··· PROVIDED RECORDS

//! SQLite roster repository implementation.
//!
//! Implements `RosterRepository` from `nexus-core` over the `bots`,
//! `teams`, and `team_members` tables.

use nexus_core::repository::roster::RosterRepository;
use nexus_types::bot::{Bot, BotId, Team, TeamId};
use nexus_types::error::RepositoryError;
use sqlx::Row;

use super::pool::DatabasePool;
use super::{format_datetime, parse_datetime, query_error};

/// SQLite-backed implementation of `RosterRepository`.
pub struct SqliteRosterRepository {
    pool: DatabasePool,
}

impl SqliteRosterRepository {
    pub fn new(pool: DatabasePool) -> Self {
        Self { pool }
    }
}

/// Internal row type for mapping SQLite rows to domain Bot.
struct BotRow {
    id: String,
    user_id: String,
    name: String,
    description: Option<String>,
    model: String,
    system_prompt: Option<String>,
    temperature: f64,
    max_tokens: i64,
    role: Option<String>,
    created_at: String,
    updated_at: String,
}

impl BotRow {
    fn from_row(row: &sqlx::sqlite::SqliteRow) -> Result<Self, sqlx::Error> {
        Ok(Self {
            id: row.try_get("id")?,
            user_id: row.try_get("user_id")?,
            name: row.try_get("name")?,
            description: row.try_get("description")?,
            model: row.try_get("model")?,
            system_prompt: row.try_get("system_prompt")?,
            temperature: row.try_get("temperature")?,
            max_tokens: row.try_get("max_tokens")?,
            role: row.try_get("role")?,
            created_at: row.try_get("created_at")?,
            updated_at: row.try_get("updated_at")?,
        })
    }

    fn into_bot(self) -> Result<Bot, RepositoryError> {
        let id = self
            .id
            .parse::<BotId>()
            .map_err(|e| RepositoryError::Query(format!("invalid bot id: {e}")))?;
        let max_tokens = u32::try_from(self.max_tokens)
            .map_err(|_| RepositoryError::Query(format!("invalid max_tokens: {}", self.max_tokens)))?;

        Ok(Bot {
            id,
            user_id: self.user_id,
            name: self.name,
            description: self.description,
            model: self.model,
            system_prompt: self.system_prompt,
            temperature: self.temperature,
            max_tokens,
            role: self.role,
            created_at: parse_datetime(&self.created_at)?,
            updated_at: parse_datetime(&self.updated_at)?,
        })
    }
}

fn team_from_row(row: &sqlx::sqlite::SqliteRow) -> Result<Team, RepositoryError> {
    let id: String = row.try_get("id").map_err(query_error)?;
    let created_at: String = row.try_get("created_at").map_err(query_error)?;
    let updated_at: String = row.try_get("updated_at").map_err(query_error)?;

    Ok(Team {
        id: id
            .parse::<TeamId>()
            .map_err(|e| RepositoryError::Query(format!("invalid team id: {e}")))?,
        user_id: row.try_get("user_id").map_err(query_error)?,
        name: row.try_get("name").map_err(query_error)?,
        description: row.try_get("description").map_err(query_error)?,
        created_at: parse_datetime(&created_at)?,
        updated_at: parse_datetime(&updated_at)?,
    })
}

fn bots_from_rows(rows: &[sqlx::sqlite::SqliteRow]) -> Result<Vec<Bot>, RepositoryError> {
    let mut bots = Vec::with_capacity(rows.len());
    for row in rows {
        let bot_row = BotRow::from_row(row).map_err(query_error)?;
        bots.push(bot_row.into_bot()?);
    }
    Ok(bots)
}

impl RosterRepository for SqliteRosterRepository {
    async fn create_bot(&self, bot: &Bot) -> Result<Bot, RepositoryError> {
        let result = sqlx::query(
            "INSERT INTO bots (id, user_id, name, description, model, system_prompt, temperature, max_tokens, role, created_at, updated_at)
             VALUES (?, ?, ?, ?, ?, ?, ?, ?, ?, ?, ?)",
        )
        .bind(bot.id.to_string())
        .bind(&bot.user_id)
        .bind(&bot.name)
        .bind(&bot.description)
        .bind(&bot.model)
        .bind(&bot.system_prompt)
        .bind(bot.temperature)
        .bind(i64::from(bot.max_tokens))
        .bind(&bot.role)
        .bind(format_datetime(&bot.created_at))
        .bind(format_datetime(&bot.updated_at))
        .execute(&self.pool.writer)
        .await;

        match result {
            Ok(_) => Ok(bot.clone()),
            Err(sqlx::Error::Database(db_err)) if db_err.message().contains("UNIQUE") => Err(
                RepositoryError::Conflict(format!("bot '{}' already exists", bot.id)),
            ),
            Err(e) => Err(query_error(e)),
        }
    }

    async fn get_bot(&self, id: &BotId) -> Result<Option<Bot>, RepositoryError> {
        let row = sqlx::query("SELECT * FROM bots WHERE id = ?")
            .bind(id.to_string())
            .fetch_optional(&self.pool.reader)
            .await
            .map_err(query_error)?;

        match row {
            Some(row) => {
                let bot_row = BotRow::from_row(&row).map_err(query_error)?;
                Ok(Some(bot_row.into_bot()?))
            }
            None => Ok(None),
        }
    }

    async fn list_bots(&self, user_id: &str) -> Result<Vec<Bot>, RepositoryError> {
        let rows = sqlx::query("SELECT * FROM bots WHERE user_id = ? ORDER BY created_at ASC, id ASC")
            .bind(user_id)
            .fetch_all(&self.pool.reader)
            .await
            .map_err(query_error)?;
        bots_from_rows(&rows)
    }

    async fn create_team(&self, team: &Team) -> Result<Team, RepositoryError> {
        let result = sqlx::query(
            "INSERT INTO teams (id, user_id, name, description, created_at, updated_at)
             VALUES (?, ?, ?, ?, ?, ?)",
        )
        .bind(team.id.to_string())
        .bind(&team.user_id)
        .bind(&team.name)
        .bind(&team.description)
        .bind(format_datetime(&team.created_at))
        .bind(format_datetime(&team.updated_at))
        .execute(&self.pool.writer)
        .await;

        match result {
            Ok(_) => Ok(team.clone()),
            Err(sqlx::Error::Database(db_err)) if db_err.message().contains("UNIQUE") => Err(
                RepositoryError::Conflict(format!("team '{}' already exists", team.id)),
            ),
            Err(e) => Err(query_error(e)),
        }
    }

    async fn get_team(&self, id: &TeamId) -> Result<Option<Team>, RepositoryError> {
        let row = sqlx::query("SELECT * FROM teams WHERE id = ?")
            .bind(id.to_string())
            .fetch_optional(&self.pool.reader)
            .await
            .map_err(query_error)?;

        row.as_ref().map(team_from_row).transpose()
    }

    async fn add_team_member(&self, team_id: &TeamId, bot_id: &BotId) -> Result<(), RepositoryError> {
        let result = sqlx::query("INSERT INTO team_members (team_id, bot_id, created_at) VALUES (?, ?, ?)")
            .bind(team_id.to_string())
            .bind(bot_id.to_string())
            .bind(format_datetime(&chrono::Utc::now()))
            .execute(&self.pool.writer)
            .await;

        match result {
            Ok(_) => Ok(()),
            Err(sqlx::Error::Database(db_err)) if db_err.message().contains("UNIQUE") => Err(
                RepositoryError::Conflict(format!("bot '{bot_id}' is already in team '{team_id}'")),
            ),
            Err(sqlx::Error::Database(db_err)) if db_err.message().contains("FOREIGN KEY") => {
                Err(RepositoryError::NotFound)
            }
            Err(e) => Err(query_error(e)),
        }
    }

    async fn remove_team_member(&self, team_id: &TeamId, bot_id: &BotId) -> Result<(), RepositoryError> {
        let result = sqlx::query("DELETE FROM team_members WHERE team_id = ? AND bot_id = ?")
            .bind(team_id.to_string())
            .bind(bot_id.to_string())
            .execute(&self.pool.writer)
            .await
            .map_err(query_error)?;

        if result.rows_affected() == 0 {
            return Err(RepositoryError::NotFound);
        }
        Ok(())
    }

    async fn get_team_bots(&self, team_id: &TeamId) -> Result<Vec<Bot>, RepositoryError> {
        let rows = sqlx::query(
            "SELECT b.* FROM team_members m
             JOIN bots b ON b.id = m.bot_id
             WHERE m.team_id = ?
             ORDER BY m.seq ASC",
        )
        .bind(team_id.to_string())
        .fetch_all(&self.pool.reader)
        .await
        .map_err(query_error)?;
        bots_from_rows(&rows)
    }
}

······

• **WHAT YOU HAVE TO DO**: The required output is each line of the entries that contains the word "implementation".

• **YOUR RESPONSE**:
//! SQLite roster repository implementation.
/// SQLite-backed implementation of `RosterRepository`.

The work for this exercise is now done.